Dr. Henry Walton "Indiana" Jones Jr. (born 1899) was an American archaeologist and historian who taught at Marshall College in New Jersey. Jones was one of the most famous archaeologists of his time, having participated in many adventures during the early to mid-20th century, fighting bandits, thieves, cultists, Nazi Germany, and the Soviet Union throughout his career. Eventually, he retired and settled with Marion Ravenwood, telling stories of his adventures to his grandchildren and strangers alike.
Biography[]
Early life[]
Henry Jones Jr. was born in 1899, the son of Henry Jones Sr., an archaeologist who emigrated from Scotland. He was a strict Catholic who engrained the religion in a young Jones. Though strict, his father was also fair. Jones took the nickname of Indiana after his beloved dog, usually shortened to Indy by his friends. His mother Anna Mary Jones died of scarlet fever in 1912, which made a great impact on the young Indy.
Utah[]
After his mother's death, his father decided to move to Utah; there, Indy joined the Boy Scouts. One day in 1912, during a Boy Scout expedition into Arches National Park, Indy and his friend Herman Mueller split off from the group to explore the Native American tunnels despite being told explicitly not to do so by their troop leader. There, they witnessed a group of men in a cave searching for the Cross of Coronado, an old Spanish treasure lost in the 1520s that belonged to Francisco Vásquez de Coronado in life and supposedly contained a piece of Jesus Christ's cross.

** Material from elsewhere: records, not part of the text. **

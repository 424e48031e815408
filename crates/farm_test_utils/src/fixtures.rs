//! Test fixtures and helpers.
//!
//! Pre-built obstacle layouts, catalogs and simulations for consistent
//! testing.

use farm_core::data::{EntityCatalog, SimulationConfig};
use farm_core::geometry::{ObstacleRegion, ObstacleSet};
use farm_core::math::{Fixed, Vec2Fixed};
use farm_core::simulation::Simulation;
use fixed::types::I32F32;

/// Create a fixed-point number from an integer.
#[must_use]
pub fn fixed(n: i32) -> I32F32 {
    I32F32::from_num(n)
}

/// Create a fixed-point number from a float (for tests only).
///
/// Note: In real simulation code, never use floats.
/// This is only for convenient test setup.
#[must_use]
pub fn fixed_f(n: f64) -> I32F32 {
    I32F32::from_num(n)
}

/// Integer point.
#[must_use]
pub fn pt(x: i32, y: i32) -> Vec2Fixed {
    Vec2Fixed::from_num(x, y)
}

/// Axis-aligned rectangle region, clockwise from the top-left corner.
#[must_use]
pub fn rect(name: &str, x: i32, y: i32, w: i32, h: i32) -> ObstacleRegion {
    ObstacleRegion::new(
        name,
        vec![pt(x, y), pt(x + w, y), pt(x + w, y + h), pt(x, y + h)],
    )
}

/// The 10x10 square used for containment edge cases.
#[must_use]
pub fn unit_square() -> Vec<Vec2Fixed> {
    vec![pt(0, 0), pt(10, 0), pt(10, 10), pt(0, 10)]
}

/// A small farm layout: pond, fence line, barn and one inactive stub.
#[must_use]
pub fn farm_obstacles() -> ObstacleSet {
    ObstacleSet::new(vec![
        rect("pond", 700, 200, 120, 80),
        rect("fence_north", 500, 100, 400, 8),
        ObstacleRegion::new(
            "barn",
            vec![pt(900, 300), pt(1000, 300), pt(1000, 380), pt(950, 420), pt(900, 380)],
        ),
        ObstacleRegion::new("unfinished", vec![pt(0, 0), pt(50, 50)]),
    ])
}

/// Catalog with one of each category placed around the default spawn.
pub const SAMPLE_CATALOG: &str = r#"{
    "trees": [{ "id": "tree_1", "position": { "x": 460, "y": 300 } }],
    "fruitTrees": [{
        "id": "apple_1", "position": { "x": 400, "y": 360 },
        "fruitType": "apple", "fruitGrowthTime": 10000, "maxFruits": 3, "currentFruits": 1
    }],
    "rocks": [{
        "id": "rock_1", "position": { "x": 340, "y": 300 },
        "dropItems": ["stone"], "health": 3, "respawnTime": 30000
    }],
    "crops": [{ "id": "crop_1", "position": { "x": 400, "y": 250 }, "growthTime": 10000 }],
    "cows": [{
        "id": "cow_1", "position": { "x": 600, "y": 450 }, "direction": "left",
        "product": "milk", "productionTime": 60000
    }],
    "chickens": [{
        "id": "chicken_1", "position": { "x": 250, "y": 450 },
        "product": "egg", "productionTime": 30000
    }]
}"#;

/// Parsed [`SAMPLE_CATALOG`].
///
/// # Panics
///
/// Panics if the embedded catalog no longer parses.
#[must_use]
pub fn sample_catalog() -> EntityCatalog {
    EntityCatalog::from_json_str(SAMPLE_CATALOG).expect("sample catalog parses")
}

/// Config with a fixed seed.
#[must_use]
pub fn seeded_config(seed: u64) -> SimulationConfig {
    SimulationConfig {
        seed,
        ..SimulationConfig::default()
    }
}

/// Sample catalog on the farm layout.
///
/// # Panics
///
/// Panics if the sample data stops validating.
#[must_use]
pub fn sample_simulation(seed: u64) -> Simulation {
    Simulation::from_parts(seeded_config(seed), &sample_catalog(), farm_obstacles())
        .expect("sample simulation builds")
}

/// Squared distance as an `f64`, for readable assertions.
#[must_use]
pub fn dist_sq_f(a: Vec2Fixed, b: Vec2Fixed) -> f64 {
    let d: Fixed = a.distance_squared(b);
    d.to_num::<f64>()
}

#[cfg(test)]
mod tests {
    use super::*;

    #[test]
    fn test_fixed_helpers() {
        assert_eq!(fixed(5), I32F32::from_num(5));
        assert_eq!(fixed_f(2.5), I32F32::from_num(2.5));
    }

    #[test]
    fn test_farm_obstacles_have_one_inactive_region() {
        let set = farm_obstacles();
        assert_eq!(set.areas.len(), 4);
        assert_eq!(set.active_count(), 3);
    }

    #[test]
    fn test_sample_simulation_spawns_everything() {
        let sim = sample_simulation(1);
        assert_eq!(sim.entity_count(), 6);
    }
}
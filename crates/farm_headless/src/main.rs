//! Headless farm runner.
//!
//! This binary runs the farm without graphics, controlled via JSON on stdin/stdout
//! or a RON script. Designed for playtesting data files and CI determinism checks.
//!
//! # Usage
//!
//! ```bash
//! # Interactive mode - read commands from stdin
//! cargo run -p farm_headless -- run --data assets/data
//!
//! # Play a script
//! cargo run -p farm_headless -- run --data assets/data --script assets/data/demo_script.ron
//!
//! # Check data files
//! cargo run -p farm_headless -- validate --data assets/data
//!
//! # Replay the world several times and compare hashes
//! cargo run -p farm_headless -- verify --data assets/data --runs 5
//! ```
//!
//! # Protocol
//!
//! Input (stdin): JSON commands, one per line
//! Output (stdout): JSON responses, one per line
//! Logs (stderr): Debug information

use std::io::{self, Write};
use std::path::PathBuf;

use clap::{Args, Parser, Subcommand};
use tracing_subscriber::{layer::SubscriberExt, util::SubscriberInitExt, EnvFilter};

use farm_headless::loader::{load_script, World, WorldPaths};
use farm_headless::runner::{verify_world, HeadlessRunner};

#[derive(Parser)]
#[command(name = "farm_headless")]
#[command(about = "Headless farm simulation runner for playtesting and CI")]
#[command(version)]
struct Cli {
    /// Enable verbose logging to stderr (RUST_LOG overrides)
    #[arg(short, long, global = true)]
    verbose: bool,

    #[command(subcommand)]
    command: Commands,
}

#[derive(Subcommand)]
enum Commands {
    /// Run an interactive session, or a script when one is given
    Run {
        #[command(flatten)]
        world: WorldArgs,

        /// RON script to play instead of reading stdin
        #[arg(short, long)]
        script: Option<PathBuf>,
    },

    /// Check world files for consistency problems
    Validate {
        #[command(flatten)]
        world: WorldArgs,
    },

    /// Replay the world several times and compare state hashes
    Verify {
        #[command(flatten)]
        world: WorldArgs,

        /// Number of runs
        #[arg(short, long, default_value = "3")]
        runs: usize,

        /// Simulation time to reach (milliseconds)
        #[arg(long, default_value = "600000")]
        until_ms: u64,

        /// Advance granularity (milliseconds)
        #[arg(long, default_value = "16")]
        stride_ms: u64,
    },
}

#[derive(Args)]
struct WorldArgs {
    /// Directory holding sim_config.ron, catalog.json and obstacles.json
    #[arg(short, long, default_value = "assets/data")]
    data: PathBuf,

    /// Override the simulation config file
    #[arg(long)]
    config: Option<PathBuf>,

    /// Override the entity catalog file
    #[arg(long)]
    catalog: Option<PathBuf>,

    /// Override the obstacle file
    #[arg(long)]
    obstacles: Option<PathBuf>,
}

impl WorldArgs {
    fn paths(&self) -> WorldPaths {
        let mut paths = WorldPaths::in_dir(&self.data);
        if let Some(config) = &self.config {
            paths.config = Some(config.clone());
        }
        if let Some(catalog) = &self.catalog {
            paths.catalog = catalog.clone();
        }
        if let Some(obstacles) = &self.obstacles {
            paths.obstacles = Some(obstacles.clone());
        }
        paths
    }

    fn load(&self) -> World {
        match World::load(&self.paths()) {
            Ok(world) => world,
            Err(e) => {
                tracing::error!(error = %e, "Failed to load world");
                std::process::exit(1);
            }
        }
    }
}

fn main() {
    let cli = Cli::parse();

    // Initialize logging to stderr (stdout is for protocol)
    let default_level = if cli.verbose { "debug" } else { "info" };
    let filter = EnvFilter::try_from_default_env().unwrap_or_else(|_| EnvFilter::new(default_level));

    tracing_subscriber::registry()
        .with(
            tracing_subscriber::fmt::layer()
                .with_writer(std::io::stderr)
                .with_ansi(true),
        )
        .with(filter)
        .init();

    match cli.command {
        Commands::Run { world, script } => cmd_run(&world, script),
        Commands::Validate { world } => cmd_validate(&world),
        Commands::Verify {
            world,
            runs,
            until_ms,
            stride_ms,
        } => cmd_verify(&world, runs, until_ms, stride_ms),
    }
}

/// Run an interactive or scripted session
fn cmd_run(world: &WorldArgs, script: Option<PathBuf>) {
    let mut runner = match HeadlessRunner::from_world(world.load()) {
        Ok(runner) => runner,
        Err(e) => {
            tracing::error!(error = %e, "Failed to build simulation");
            std::process::exit(1);
        }
    };

    let Some(script_path) = script else {
        tracing::info!("Starting interactive session");
        let stdin = io::stdin();
        if let Err(e) = runner.run_io(stdin.lock(), io::stdout().lock()) {
            tracing::error!(error = %e, "Session IO failed");
            std::process::exit(1);
        }
        return;
    };

    let script = match load_script(&script_path) {
        Ok(script) => script,
        Err(e) => {
            tracing::error!(error = %e, "Failed to load script");
            std::process::exit(1);
        }
    };

    let mut out = io::stdout().lock();
    let lines = std::iter::once(runner.ready())
        .chain(runner.run_script(&script))
        .map(|response| response.to_json_line());
    for line in lines {
        if let Err(e) = out.write_all(line.as_bytes()) {
            tracing::error!(error = %e, "Failed to write output");
            std::process::exit(1);
        }
    }
}

/// Report consistency problems in the world files
fn cmd_validate(world: &WorldArgs) {
    let loaded = world.load();
    let errors = loaded.validate();

    if errors.is_empty() {
        tracing::info!(
            entities = loaded.catalog.len(),
            obstacle_areas = loaded.obstacles.areas.len(),
            "World data is valid"
        );
        return;
    }

    for error in &errors {
        tracing::error!("{error}");
    }
    tracing::error!(count = errors.len(), "World data has errors");
    std::process::exit(1);
}

/// Replay the world and compare final hashes
fn cmd_verify(world: &WorldArgs, runs: usize, until_ms: u64, stride_ms: u64) {
    let loaded = world.load();
    let report = match verify_world(&loaded, runs, until_ms, stride_ms) {
        Ok(report) => report,
        Err(e) => {
            tracing::error!(error = %e, "Failed to build simulation");
            std::process::exit(1);
        }
    };

    if report.is_deterministic() {
        tracing::info!(
            runs,
            until_ms = report.until_ms,
            hash = report.hashes.first().copied().unwrap_or_default(),
            "Determinism verified"
        );
    } else {
        tracing::error!(hashes = ?report.hashes, "Runs diverged");
        std::process::exit(1);
    }
}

Indy stole the cross, arguing that "it belong[ed] in a museum". A lengthy chase began through the tunnels, on horseback, and onto a circus train where Indy developed his fear of snakes and mastery of the bullwhip. The relic hunters later found him at his house accompanied by the local Sheriff, who told Indy to gave back the Cross. Indy was forced to do so, though the leader, only known as Fedora, was impressed by the young man, giving his own fedora to Indy. This same fedora would stay with Indy for the rest of his life, with the incident also inspiring Indy to utilize a whip throughout many of his adventures.
Mexican Revolution & World War 1[]
In 1916, Jones was captured by Pancho Villa in Columbus, New Mexico during the final years of the Wild West. The Mexican leader became a good friend with Indy, and he taught him to speak in Quechua. Indy met Remy Baudouin, a Belgian man, who became his friend in his youth. He fought in the Mexican Revolution and briefly encountered General John J. Pershing and Lt. George S. Patton. Patton then shot up the bar that contained many of Pancho Villa's men.
During World War I, Jones fought in the Belgian Army in the Western Front and in Africa, where he met Paul von Lettow-Vorbeck In a secret mission of the British to capture him and tail him to British Kenya, but Jones failed.
After the war[]
He studied at the University of Chicago, between 1918 and 1923. In 1926, he restarted his career as professor in Marshall College, where he met Marcus Brody. In 1921, he helped famed Western movie director John Ford and famous Wild West lawmen Wyatt Earp make a movie.
Interwar period[]
He was one of the most famous archaeologists in the 1930s. In 1935, he helped Indian Authorities to take down a neopagan cult ruled by a High Priest named Mola Ram. Next year, he tried to stop a Nazi archeological expedition in Egypt, where his enemy René Belloq was working to find the Ark of the Covenant. Two years later, he met his father again and helped him find the Holy Grail and defeat the Nazi American collaborator Walter Donovan, who wanted the Grail for himself and for helping Adolf Hitler to conquer all Europe and maybe the World.
WW2 & Cold War[]
During WWII, Jones helped the war effort against the Nazi regime. In 1947, he joined the secret mission of finding the remains of Roswell's incident UFO and its alien pilot in New Mexico.
In 1957, he left Marshall College under the suspicion of being a communist; ironically, Jones was a staunch anti-communist who supported the Republican President Dwight D. Eisenhower. That same year, he got married with Marion Ravenwood, the daughter of Abner Ravenwood, his mentor and friend.
Nearing academic retirement in 1969 and after losing his son to the Vietnam War, a crippling grief that almost cost him his marriage, the archaeologist was pulled into an adventure with his goddaughter Helena Shaw and forced to confront the legacy of World War II when he found himself up against a former Nazi scientist brought in by the US as part of the national effort to win the Space Race against the USSR.